▶ **What is being asked**: Using the records that follow, count the lines containing the word "JobError" and give that number only.

Segment Start: Data for the task

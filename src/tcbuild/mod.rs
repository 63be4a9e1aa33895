//! TcBuild job driver
//!
//! Decides which optional TcBuild steps a TwinCAT repository supports and
//! runs the build tool accordingly:
//!
//! 1. [`locator::ProjectLocator`] finds the `.sln`, `.tsproj` and `.plcproj`
//! 2. [`detector::CapabilityDetector`] answers the capability questions
//! 3. [`command::build_plan`] turns the answers into a command line
//! 4. [`runner::Runner`] executes it and optionally shares the library
//!
//! Every descriptor problem surfaces as a [`JobError`] before anything runs.

pub mod cache;
pub mod command;
pub mod detector;
pub mod error;
pub mod locator;
pub mod runner;
pub mod xml;

pub use command::{build_plan, split_passthrough, BuildFlags, BuildPlan};
pub use detector::{CapabilityAnswers, CapabilityDetector, LibraryIdentity, LibraryVersion};
pub use error::JobError;
pub use locator::ProjectLocator;
pub use runner::{CommandExecutor, Runner, SystemExecutor};

use crate::config::JobConfig;
use crate::fs::FileSystem;
use std::path::PathBuf;
use tracing::debug;

/// Everything a single job invocation needs besides configuration
#[derive(Debug, Clone, Default)]
pub struct JobOptions {
    pub working_dir: PathBuf,
    pub flags: BuildFlags,
    pub passthrough: Vec<String>,
    pub dry_run: bool,
}

/// Resolves descriptors and builds the plan without running anything.
pub fn plan_job(
    options: &JobOptions,
    config: &JobConfig,
    fs: &dyn FileSystem,
) -> error::Result<BuildPlan> {
    let mut locator = ProjectLocator::new(fs, &options.working_dir);
    let solution = locator.find_top_level()?;

    let detector = CapabilityDetector::new(fs, &config.install_root);
    let answers = detector.detect(&mut locator, &solution, &options.flags)?;
    debug!("Capabilities: {:?}", answers);

    Ok(build_plan(
        &solution,
        &answers,
        &options.flags,
        &options.passthrough,
        config,
    ))
}

/// Plans and runs one job, returning the exit code to report.
pub fn run_job(
    options: &JobOptions,
    config: &JobConfig,
    fs: &dyn FileSystem,
    executor: &dyn CommandExecutor,
) -> error::Result<i32> {
    let plan = plan_job(options, config, fs)?;
    Runner::new(executor, &config.share_script).run(
        &plan,
        options.flags.skip_share,
        options.dry_run,
    )
}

Segment End: Data for the task

▶ **Result of this exercise**: 2